Following the enactment of the Anti-Homosexuality Bill in Uganda on Monday, the notorious Red Pepper tabloid has published the names of what it claims are 200 gay people.
Under a front page headline “EXPOSED!” the newspaper said it was naming “Uganda’s 200 top homos.”
While some of those listed are well-known LGBT activists such as Pepe Julian Onziema, others named are not out. These include a Catholic priest and popular Ugandan female hip-hop star Keko, who recently spoke out against the anti-gay law.
Dangerously associating homosexuality with paedophilia, the newspaper also ran a story under the same headline with the description: “Boy confesses on how Pastor K… raptured his ‘Bunu.'”
The Red Pepper tabloid has a history of sensationalistic stories that have helped fuel homophobic sentiment in Uganda.
Since 2006, it has outed gays and lesbian in its pages, often revealing private information that would easily allow them to be found.
In 2009 it named the country’s “top homosexuals,” not only showing photos of some of these men and women, but also including identifying features, places of employment, residences and their partners.
In 2010, in an article titled “City tycoons who bankroll Ugandan homos,” it published the names and personal details of people who it claimed were supporting gay rights groups and individuals. There have been reports that some of the gays and lesbians outed by Red Pepper have been attacked and harassed.

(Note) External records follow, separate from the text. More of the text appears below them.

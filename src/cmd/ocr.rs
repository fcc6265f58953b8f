//! The `ocr` subcommand.

use clap::Args;

use crate::{
    config::AzureConfig,
    image_file::{DEFAULT_IMAGE_PATH, read_image},
    poll::{PollOutcome, PollPolicy},
    prelude::*,
    read_api::{OperationId, ReadApi, azure::AzureReadClient},
    ui::Ui,
};

use super::{OutputOpts, PollOpts, ctrl_c, wait_for_operation};

/// Options for the `ocr` subcommand.
#[derive(Debug, Clone, Args)]
pub struct OcrOpts {
    /// The image to OCR.
    #[clap(default_value = DEFAULT_IMAGE_PATH)]
    pub input_path: PathBuf,

    /// Language hint passed to the OCR service.
    #[clap(long, default_value = "ja")]
    pub language: String,

    #[clap(flatten)]
    pub poll_opts: PollOpts,

    #[clap(flatten)]
    pub output_opts: OutputOpts,
}

/// The `ocr` subcommand.
#[instrument(level = "debug", skip_all)]
pub async fn cmd_ocr(ui: Ui, opts: &OcrOpts) -> Result<()> {
    let config = AzureConfig::from_env()?;
    let image = read_image(&opts.input_path).await?;
    let client = AzureReadClient::new(config)?;

    let (id, outcome) = recognize_image(
        &ui,
        &client,
        image,
        &opts.language,
        &opts.poll_opts.to_policy(),
        ctrl_c(),
    )
    .await?;
    let result = outcome.into_result(&id)?;
    opts.output_opts.write_result(&result).await
}

/// Submit `image` and wait for the OCR operation to finish.
pub async fn recognize_image<A, C>(
    ui: &Ui,
    api: &A,
    image: Vec<u8>,
    language: &str,
    policy: &PollPolicy,
    cancel: C,
) -> Result<(OperationId, PollOutcome)>
where
    A: ReadApi + ?Sized,
    C: Future<Output = ()>,
{
    let id = api.submit(image, language).await?;
    info!(%id, "Submitted image for OCR");

    let outcome = wait_for_operation(ui, api, &id, policy, cancel).await?;
    Ok((id, outcome))
}
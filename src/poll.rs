//! Polling a Read operation until it reaches a terminal state.

use std::time::Duration;

use tokio::time::{self, Instant};

use crate::{
    prelude::*,
    read_api::{AnalyzeResult, OperationId, OperationStatus, ReadApi},
};

/// How often, and for how long, we poll an operation.
#[derive(Clone, Debug, PartialEq, Eq)]
pub struct PollPolicy {
    /// Delay between the end of one status request and the start of the next.
    pub interval: Duration,

    /// Give up after this many status requests.
    pub max_attempts: Option<u32>,

    /// Give up once this much time has passed since polling started.
    pub max_elapsed: Option<Duration>,
}

impl Default for PollPolicy {
    fn default() -> Self {
        Self {
            interval: Duration::from_secs(5),
            max_attempts: None,
            max_elapsed: Some(Duration::from_secs(10 * 60)),
        }
    }
}

impl PollPolicy {
    /// Should we stop after `attempts` requests, `elapsed` into polling?
    fn is_exhausted(&self, attempts: u32, elapsed: Duration) -> bool {
        let too_many = self.max_attempts.is_some_and(|max| attempts >= max);
        // Don't start a sleep that would end past the deadline.
        let too_long = self
            .max_elapsed
            .is_some_and(|max| elapsed + self.interval > max);
        too_many || too_long
    }
}

/// How polling ended.
#[derive(Debug)]
pub enum PollOutcome {
    /// The operation succeeded.
    Succeeded {
        result: AnalyzeResult,
        attempts: u32,
    },

    /// The service reported that recognition failed.
    JobFailed { attempts: u32 },

    /// We hit a [`PollPolicy`] limit before the operation finished.
    TimedOut { attempts: u32, elapsed: Duration },

    /// We were cancelled before the operation finished.
    Cancelled { attempts: u32 },
}

impl PollOutcome {
    /// How many status requests did we make?
    pub fn attempts(&self) -> u32 {
        match self {
            PollOutcome::Succeeded { attempts, .. }
            | PollOutcome::JobFailed { attempts }
            | PollOutcome::TimedOut { attempts, .. }
            | PollOutcome::Cancelled { attempts } => *attempts,
        }
    }

    /// Convert anything but success into an error.
    pub fn into_result(self, id: &OperationId) -> Result<AnalyzeResult> {
        match self {
            PollOutcome::Succeeded { result, .. } => Ok(result),
            PollOutcome::JobFailed { attempts } => Err(anyhow!(
                "OCR operation {id} failed (after {attempts} status checks)"
            )),
            PollOutcome::TimedOut { attempts, elapsed } => Err(anyhow!(
                "Gave up waiting for OCR operation {id} after {attempts} status checks and {:.1}s",
                elapsed.as_secs_f64()
            )),
            PollOutcome::Cancelled { attempts } => Err(anyhow!(
                "Cancelled while waiting for OCR operation {id} (after {attempts} status checks)"
            )),
        }
    }
}

/// Poll `id` until it succeeds or fails, `policy` runs out, or `cancel`
/// resolves.
///
/// The first status request is made immediately, and each later request
/// follows the previous one by `policy.interval`. `on_status` is called with
/// every status we observe.
#[instrument(level = "debug", skip_all, fields(id = %id))]
pub async fn poll_until_terminal<A, C, S>(
    api: &A,
    id: &OperationId,
    policy: &PollPolicy,
    cancel: C,
    mut on_status: S,
) -> Result<PollOutcome>
where
    A: ReadApi + ?Sized,
    C: Future<Output = ()>,
    S: FnMut(&OperationStatus, u32),
{
    tokio::pin!(cancel);
    let started = Instant::now();
    let mut attempts = 0;
    loop {
        let result = tokio::select! {
            biased;
            _ = &mut cancel => return Ok(PollOutcome::Cancelled { attempts }),
            result = api.get_read_result(id) => result?,
        };
        attempts += 1;
        debug!(attempt = attempts, status = %result.status, "ocr: {}", result.status);
        on_status(&result.status, attempts);

        match result.status {
            OperationStatus::Succeeded => {
                let result = result.analyze_result.ok_or_else(|| {
                    anyhow!("OCR operation {id} succeeded, but returned no analyzeResult")
                })?;
                return Ok(PollOutcome::Succeeded { result, attempts });
            }
            OperationStatus::Failed => {
                warn!(attempts, "OCR operation {id} failed");
                return Ok(PollOutcome::JobFailed { attempts });
            }
            OperationStatus::NotStarted
            | OperationStatus::Running
            | OperationStatus::Other(_) => {}
        }

        let elapsed = started.elapsed();
        if policy.is_exhausted(attempts, elapsed) {
            warn!(attempts, ?elapsed, "Gave up polling OCR operation {id}");
            return Ok(PollOutcome::TimedOut { attempts, elapsed });
        }

        tokio::select! {
            biased;
            _ = &mut cancel => return Ok(PollOutcome::Cancelled { attempts }),
            _ = time::sleep(policy.interval) => {}
        }
    }
}
//! Loading input images.

use tokio::fs;

use crate::prelude::*;

/// The image we OCR when no input path is given.
pub const DEFAULT_IMAGE_PATH: &str = "./image/ocr-sample.png";

/// Read an image file into memory, exactly as stored on disk.
#[instrument(level = "debug")]
pub async fn read_image(path: &Path) -> Result<Vec<u8>> {
    let data = fs::read(path)
        .await
        .with_context(|| format!("Failed to read image at path: {:?}", path))?;
    debug!(bytes = data.len(), "Read image");
    Ok(data)
}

In October last year, Bernard Randall, a British retiree living in Uganda, and his house guest Albert Cheptoyek were arrested for “trafficking obscene publications” and “committing “acts of gross indecency” after Red Pepper exposed the British man’s private sex video which had been stolen from his home.
In January, Randall was deported back to the UK but it’s unclear what has happened to Cheptoyek.